*YOUR TASK*:
Go through the entries below and print, exactly, the lines starting at the one with "use crate::summary;" and ending at the one with "to install Ctrl-C", keeping both ends and no others.

*EXERCISE DATA*:
+++

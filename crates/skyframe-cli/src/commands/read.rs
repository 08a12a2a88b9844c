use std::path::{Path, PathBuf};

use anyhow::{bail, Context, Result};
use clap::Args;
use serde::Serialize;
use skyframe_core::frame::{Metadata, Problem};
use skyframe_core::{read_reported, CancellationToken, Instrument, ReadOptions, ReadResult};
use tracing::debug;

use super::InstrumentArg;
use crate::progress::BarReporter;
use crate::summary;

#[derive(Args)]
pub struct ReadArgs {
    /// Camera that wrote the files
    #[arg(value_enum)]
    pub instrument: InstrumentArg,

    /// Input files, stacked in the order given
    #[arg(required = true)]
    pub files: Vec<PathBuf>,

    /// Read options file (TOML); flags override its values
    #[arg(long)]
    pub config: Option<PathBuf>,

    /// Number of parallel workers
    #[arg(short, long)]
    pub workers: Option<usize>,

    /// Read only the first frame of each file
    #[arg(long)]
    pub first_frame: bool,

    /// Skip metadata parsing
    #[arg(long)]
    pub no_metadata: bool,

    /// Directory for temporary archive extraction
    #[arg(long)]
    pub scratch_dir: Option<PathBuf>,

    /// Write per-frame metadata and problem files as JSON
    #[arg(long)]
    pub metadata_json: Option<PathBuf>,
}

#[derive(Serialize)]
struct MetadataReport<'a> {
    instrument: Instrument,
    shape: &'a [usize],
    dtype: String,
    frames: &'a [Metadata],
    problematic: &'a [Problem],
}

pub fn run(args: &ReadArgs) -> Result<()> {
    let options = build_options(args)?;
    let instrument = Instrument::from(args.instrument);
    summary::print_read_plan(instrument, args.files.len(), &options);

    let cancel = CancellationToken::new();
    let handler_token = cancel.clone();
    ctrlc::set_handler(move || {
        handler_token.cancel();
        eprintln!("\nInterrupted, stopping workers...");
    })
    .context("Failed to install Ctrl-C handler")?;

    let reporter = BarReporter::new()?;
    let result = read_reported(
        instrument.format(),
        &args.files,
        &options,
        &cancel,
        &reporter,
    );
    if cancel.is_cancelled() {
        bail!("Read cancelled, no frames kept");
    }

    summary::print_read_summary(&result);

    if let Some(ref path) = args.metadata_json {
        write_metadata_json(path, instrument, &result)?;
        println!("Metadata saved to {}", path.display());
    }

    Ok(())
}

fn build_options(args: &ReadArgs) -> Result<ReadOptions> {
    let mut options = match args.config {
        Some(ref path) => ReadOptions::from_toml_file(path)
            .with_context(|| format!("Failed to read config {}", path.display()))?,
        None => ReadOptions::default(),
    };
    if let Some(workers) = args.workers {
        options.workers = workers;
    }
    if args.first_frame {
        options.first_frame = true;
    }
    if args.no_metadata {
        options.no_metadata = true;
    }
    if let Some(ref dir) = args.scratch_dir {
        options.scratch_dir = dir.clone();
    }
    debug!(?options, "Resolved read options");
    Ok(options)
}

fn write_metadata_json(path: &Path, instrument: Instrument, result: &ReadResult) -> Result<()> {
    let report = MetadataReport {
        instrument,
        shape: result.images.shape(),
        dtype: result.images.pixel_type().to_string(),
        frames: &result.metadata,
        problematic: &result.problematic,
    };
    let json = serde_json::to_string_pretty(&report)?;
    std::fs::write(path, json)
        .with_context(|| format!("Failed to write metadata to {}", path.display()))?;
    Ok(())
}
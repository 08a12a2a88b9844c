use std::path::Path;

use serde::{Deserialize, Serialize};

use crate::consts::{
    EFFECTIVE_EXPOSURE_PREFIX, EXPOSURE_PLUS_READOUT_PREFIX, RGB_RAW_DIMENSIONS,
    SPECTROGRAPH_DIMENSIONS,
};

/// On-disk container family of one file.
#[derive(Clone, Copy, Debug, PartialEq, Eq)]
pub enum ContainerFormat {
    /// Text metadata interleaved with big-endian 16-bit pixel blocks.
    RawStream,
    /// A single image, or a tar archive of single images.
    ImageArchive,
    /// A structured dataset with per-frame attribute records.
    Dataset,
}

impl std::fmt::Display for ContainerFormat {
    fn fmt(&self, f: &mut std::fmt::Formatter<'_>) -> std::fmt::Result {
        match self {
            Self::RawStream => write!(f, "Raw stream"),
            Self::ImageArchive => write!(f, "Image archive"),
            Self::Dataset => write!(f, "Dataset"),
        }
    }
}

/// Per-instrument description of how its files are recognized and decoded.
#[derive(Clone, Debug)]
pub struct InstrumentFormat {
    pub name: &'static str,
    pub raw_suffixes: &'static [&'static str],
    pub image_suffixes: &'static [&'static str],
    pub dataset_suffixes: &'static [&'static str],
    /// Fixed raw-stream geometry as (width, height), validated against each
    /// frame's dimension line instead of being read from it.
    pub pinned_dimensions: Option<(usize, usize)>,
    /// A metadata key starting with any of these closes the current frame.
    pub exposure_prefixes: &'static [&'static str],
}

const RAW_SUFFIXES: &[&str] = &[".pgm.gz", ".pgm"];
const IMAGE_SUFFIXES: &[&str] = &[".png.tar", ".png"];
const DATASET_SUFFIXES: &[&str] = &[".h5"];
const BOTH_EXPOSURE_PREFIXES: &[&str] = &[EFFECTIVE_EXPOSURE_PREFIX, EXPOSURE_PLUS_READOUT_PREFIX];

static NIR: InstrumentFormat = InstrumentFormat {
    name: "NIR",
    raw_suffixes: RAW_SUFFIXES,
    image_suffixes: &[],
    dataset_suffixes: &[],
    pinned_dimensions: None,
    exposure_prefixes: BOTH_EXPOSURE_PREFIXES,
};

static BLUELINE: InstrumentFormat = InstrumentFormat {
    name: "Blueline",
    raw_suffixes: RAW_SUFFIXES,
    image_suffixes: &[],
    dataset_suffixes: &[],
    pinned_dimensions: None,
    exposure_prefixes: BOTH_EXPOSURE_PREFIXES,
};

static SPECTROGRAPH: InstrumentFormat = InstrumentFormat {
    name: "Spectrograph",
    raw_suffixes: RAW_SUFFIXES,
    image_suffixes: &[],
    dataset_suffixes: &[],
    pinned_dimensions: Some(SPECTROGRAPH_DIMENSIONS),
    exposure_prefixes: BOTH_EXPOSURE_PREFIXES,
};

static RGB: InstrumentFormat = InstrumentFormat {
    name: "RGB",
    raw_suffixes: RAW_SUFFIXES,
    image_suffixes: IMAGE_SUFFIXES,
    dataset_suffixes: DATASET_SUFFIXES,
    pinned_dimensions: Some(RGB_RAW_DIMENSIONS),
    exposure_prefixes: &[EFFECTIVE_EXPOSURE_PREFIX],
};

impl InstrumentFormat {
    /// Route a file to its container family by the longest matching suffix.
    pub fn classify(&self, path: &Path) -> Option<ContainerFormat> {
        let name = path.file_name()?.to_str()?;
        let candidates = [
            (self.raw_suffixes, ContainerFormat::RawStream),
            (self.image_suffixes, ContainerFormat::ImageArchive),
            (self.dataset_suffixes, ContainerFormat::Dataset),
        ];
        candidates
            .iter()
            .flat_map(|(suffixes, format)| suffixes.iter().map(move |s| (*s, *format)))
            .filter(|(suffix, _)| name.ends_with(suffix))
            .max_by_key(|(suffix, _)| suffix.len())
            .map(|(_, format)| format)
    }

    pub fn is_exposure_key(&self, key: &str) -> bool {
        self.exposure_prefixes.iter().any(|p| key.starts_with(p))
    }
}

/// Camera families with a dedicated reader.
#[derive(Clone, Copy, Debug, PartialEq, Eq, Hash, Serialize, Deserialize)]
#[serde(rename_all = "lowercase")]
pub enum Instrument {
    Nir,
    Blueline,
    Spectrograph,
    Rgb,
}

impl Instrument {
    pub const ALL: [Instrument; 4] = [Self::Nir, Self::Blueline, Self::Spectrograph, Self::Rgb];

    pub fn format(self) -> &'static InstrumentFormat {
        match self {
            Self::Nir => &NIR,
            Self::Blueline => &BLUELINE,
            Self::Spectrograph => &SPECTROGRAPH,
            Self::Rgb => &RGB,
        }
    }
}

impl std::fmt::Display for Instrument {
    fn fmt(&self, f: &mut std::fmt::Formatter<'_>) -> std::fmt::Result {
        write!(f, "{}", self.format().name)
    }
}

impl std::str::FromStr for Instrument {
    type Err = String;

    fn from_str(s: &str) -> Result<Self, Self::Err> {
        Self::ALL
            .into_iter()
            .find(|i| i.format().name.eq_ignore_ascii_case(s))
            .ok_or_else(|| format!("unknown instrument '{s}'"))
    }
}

+++

*ANSWER FOR THIS EXERCISE*:
use crate::summary;

#[derive(Args)]
pub struct ReadArgs {
    /// Camera that wrote the files
    #[arg(value_enum)]
    pub instrument: InstrumentArg,

    /// Input files, stacked in the order given
    #[arg(required = true)]
    pub files: Vec<PathBuf>,

    /// Read options file (TOML); flags override its values
    #[arg(long)]
    pub config: Option<PathBuf>,

    /// Number of parallel workers
    #[arg(short, long)]
    pub workers: Option<usize>,

    /// Read only the first frame of each file
    #[arg(long)]
    pub first_frame: bool,

    /// Skip metadata parsing
    #[arg(long)]
    pub no_metadata: bool,

    /// Directory for temporary archive extraction
    #[arg(long)]
    pub scratch_dir: Option<PathBuf>,

    /// Write per-frame metadata and problem files as JSON
    #[arg(long)]
    pub metadata_json: Option<PathBuf>,
}

#[derive(Serialize)]
struct MetadataReport<'a> {
    instrument: Instrument,
    shape: &'a [usize],
    dtype: String,
    frames: &'a [Metadata],
    problematic: &'a [Problem],
}

pub fn run(args: &ReadArgs) -> Result<()> {
    let options = build_options(args)?;
    let instrument = Instrument::from(args.instrument);
    summary::print_read_plan(instrument, args.files.len(), &options);

    let cancel = CancellationToken::new();
    let handler_token = cancel.clone();
    ctrlc::set_handler(move || {
        handler_token.cancel();
        eprintln!("\nInterrupted, stopping workers...");
    })
    .context("Failed to install Ctrl-C handler")?;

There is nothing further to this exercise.